My parents went out of town for a week in August, and I got to stay with my best friend Stephanie. We spent the week watching Monty Python movies and sneaking over to my empty house to drink vodka and orange juice with Brian, the former second-baser. One day we all walked up to the corner drugstore and bought condoms and blue hair dye, just because we could. We didn’t use either.

I took to wearing a lot of hand-beaded necklaces, gifts from David, the other former second-but-now-promoted-to-third-baser. They smelled like patchouli. He wrote me letters from his summer job at Boy Scout camp. His hair reached his chin and he parted it down the middle. One time we made out in the rain in his parents’ front yard and I thought I’d died and gone to heaven.
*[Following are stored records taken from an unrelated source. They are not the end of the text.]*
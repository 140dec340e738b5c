//! Environment-driven configuration, loaded once at process start.

use std::env;
use std::path::{Path, PathBuf};
use std::time::Duration;

use thiserror::Error;

pub const CLIENT_SECRET_ENV: &str = "GOOGLE_APPLICATION_CREDENTIALS";
pub const TOKEN_PATH_ENV: &str = "GSHEETS_TOKEN_PATH";
pub const AUTH_MODE_ENV: &str = "GSHEETS_AUTH_MODE";
pub const SUBJECT_ENV: &str = "GSHEETS_SUBJECT";
pub const CONSENT_TIMEOUT_ENV: &str = "GSHEETS_CONSENT_TIMEOUT_SECS";

const DEFAULT_CLIENT_SECRET: &str = "credentials.json";
const TOKEN_FILE_NAME: &str = "token.json";
const DEFAULT_CONSENT_TIMEOUT_SECS: u64 = 300;

#[derive(Debug, Error)]
pub enum ConfigError {
    #[error("GSHEETS_AUTH_MODE must be 'interactive' or 'headless', got '{0}'")]
    AuthMode(String),
    #[error("GSHEETS_CONSENT_TIMEOUT_SECS must be a whole number of seconds, got '{0}'")]
    ConsentTimeout(String),
}

/// How a fresh credential is obtained when none can be reused or refreshed.
#[derive(Debug, Clone, Copy, PartialEq, Eq)]
pub enum AuthMode {
    /// Browser consent with a loopback redirect.
    Interactive,
    /// Service-account JWT bearer grant, no user interaction.
    Headless,
}

impl AuthMode {
    fn parse(raw: &str) -> Result<Self, ConfigError> {
        match raw.trim().to_ascii_lowercase().as_str() {
            "" | "interactive" => Ok(Self::Interactive),
            "headless" | "service_account" => Ok(Self::Headless),
            _ => Err(ConfigError::AuthMode(raw.to_string())),
        }
    }
}

#[derive(Debug, Clone)]
pub struct Config {
    /// Client-secret file in interactive mode, service-account key in headless mode.
    pub credentials_path: PathBuf,
    pub token_path: PathBuf,
    pub auth_mode: AuthMode,
    pub subject: Option<String>,
    pub consent_timeout: Duration,
}

impl Config {
    /// Read configuration from the process environment (after `.env`, if any).
    pub fn from_env() -> Result<Self, ConfigError> {
        dotenvy::dotenv().ok();
        Self::from_lookup(|key| env::var(key).ok())
    }

    /// Build configuration from an arbitrary key lookup.
    pub fn from_lookup<F>(lookup: F) -> Result<Self, ConfigError>
    where
        F: Fn(&str) -> Option<String>,
    {
        let credentials_path = lookup(CLIENT_SECRET_ENV)
            .filter(|value| !value.trim().is_empty())
            .map(PathBuf::from)
            .unwrap_or_else(|| PathBuf::from(DEFAULT_CLIENT_SECRET));

        let token_path = lookup(TOKEN_PATH_ENV)
            .filter(|value| !value.trim().is_empty())
            .map(PathBuf::from)
            .unwrap_or_else(default_token_path);

        let auth_mode = match lookup(AUTH_MODE_ENV) {
            Some(raw) => AuthMode::parse(&raw)?,
            None => AuthMode::Interactive,
        };

        let subject = lookup(SUBJECT_ENV).filter(|value| !value.trim().is_empty());

        let consent_timeout = match lookup(CONSENT_TIMEOUT_ENV) {
            Some(raw) => raw
                .trim()
                .parse::<u64>()
                .map_err(|_| ConfigError::ConsentTimeout(raw.clone()))?,
            None => DEFAULT_CONSENT_TIMEOUT_SECS,
        };

        Ok(Self {
            credentials_path,
            token_path,
            auth_mode,
            subject,
            consent_timeout: Duration::from_secs(consent_timeout),
        })
    }
}

/// `token.json` beside the running executable, falling back to the working directory.
fn default_token_path() -> PathBuf {
    env::current_exe()
        .ok()
        .and_then(|exe| exe.parent().map(Path::to_path_buf))
        .unwrap_or_else(|| PathBuf::from("."))
        .join(TOKEN_FILE_NAME)
}

#[cfg(test)]
mod tests {
    use super::*;
    use std::collections::HashMap;

    fn lookup_from(pairs: &[(&str, &str)]) -> impl Fn(&str) -> Option<String> {
        let map: HashMap<String, String> = pairs
            .iter()
            .map(|(k, v)| (k.to_string(), v.to_string()))
            .collect();
        move |key| map.get(key).cloned()
    }

    #[test]
    fn test_defaults() {
        let config = Config::from_lookup(lookup_from(&[])).unwrap();
        assert_eq!(config.credentials_path, PathBuf::from("credentials.json"));
        assert!(config.token_path.ends_with("token.json"));
        assert_eq!(config.auth_mode, AuthMode::Interactive);
        assert!(config.subject.is_none());
        assert_eq!(config.consent_timeout, Duration::from_secs(300));
    }

    #[test]
    fn test_overrides() {
        let config = Config::from_lookup(lookup_from(&[
            (CLIENT_SECRET_ENV, "/etc/gsheets/sa.json"),
            (TOKEN_PATH_ENV, "/var/lib/gsheets/token.json"),
            (AUTH_MODE_ENV, "Headless"),
            (SUBJECT_ENV, "ops@example.com"),
            (CONSENT_TIMEOUT_ENV, "45"),
        ]))
        .unwrap();

        assert_eq!(config.credentials_path, PathBuf::from("/etc/gsheets/sa.json"));
        assert_eq!(config.token_path, PathBuf::from("/var/lib/gsheets/token.json"));
        assert_eq!(config.auth_mode, AuthMode::Headless);
        assert_eq!(config.subject.as_deref(), Some("ops@example.com"));
        assert_eq!(config.consent_timeout, Duration::from_secs(45));
    }

    #[test]
    fn test_unknown_auth_mode_rejected() {
        let err = Config::from_lookup(lookup_from(&[(AUTH_MODE_ENV, "kiosk")])).unwrap_err();
        assert!(matches!(err, ConfigError::AuthMode(mode) if mode == "kiosk"));
    }

    #[test]
    fn test_bad_timeout_rejected() {
        let err =
            Config::from_lookup(lookup_from(&[(CONSENT_TIMEOUT_ENV, "five")])).unwrap_err();
        assert!(matches!(err, ConfigError::ConsentTimeout(_)));
    }
}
I rented the movie The Doors a lot.

I had planned my first day of school outfit for weeks: Levis that sat on my hips, a gray T-shirt, and my new black Converse. I accessorized with my favorite beaded necklace and a black bandana as a headband. I realized that I should probably start talking to Jennifer and Mandy again, since Stephanie and Brian went to different schools and how was anyone going to be in awe of my new coolness if I had to sit alone at lunch?

I spent hours decorating all of my school notebooks with song lyrics and intricate doodles that resembled my summer eyeliner tattoo. I was forbidden to wear the tattoo once school started, per my mother’s orders.

In September, David took up with some ethereal hippie chick who was a junior. She had hair down to her waist and wore ankle-length tie-dyed skirts. Her name was Marissa. I cried.

Jennifer and Mandy took me to the homecoming game where we talked to boys named Andy and Patrick. Everyone asked me where I got my Birkenstocks. Sometimes I wore my Gap jeans. I grew out my bangs.

I took all of my summer’s earnings from the pool and bought a 5-disc CD player. My first CD was Temple of the Dog. My second was the Singles soundtrack. My third was The Best of Don McLean. It wasn’t until after Christmas that I actually had enough CDs to fill my stereo.

It was, without a doubt, the best summer ever.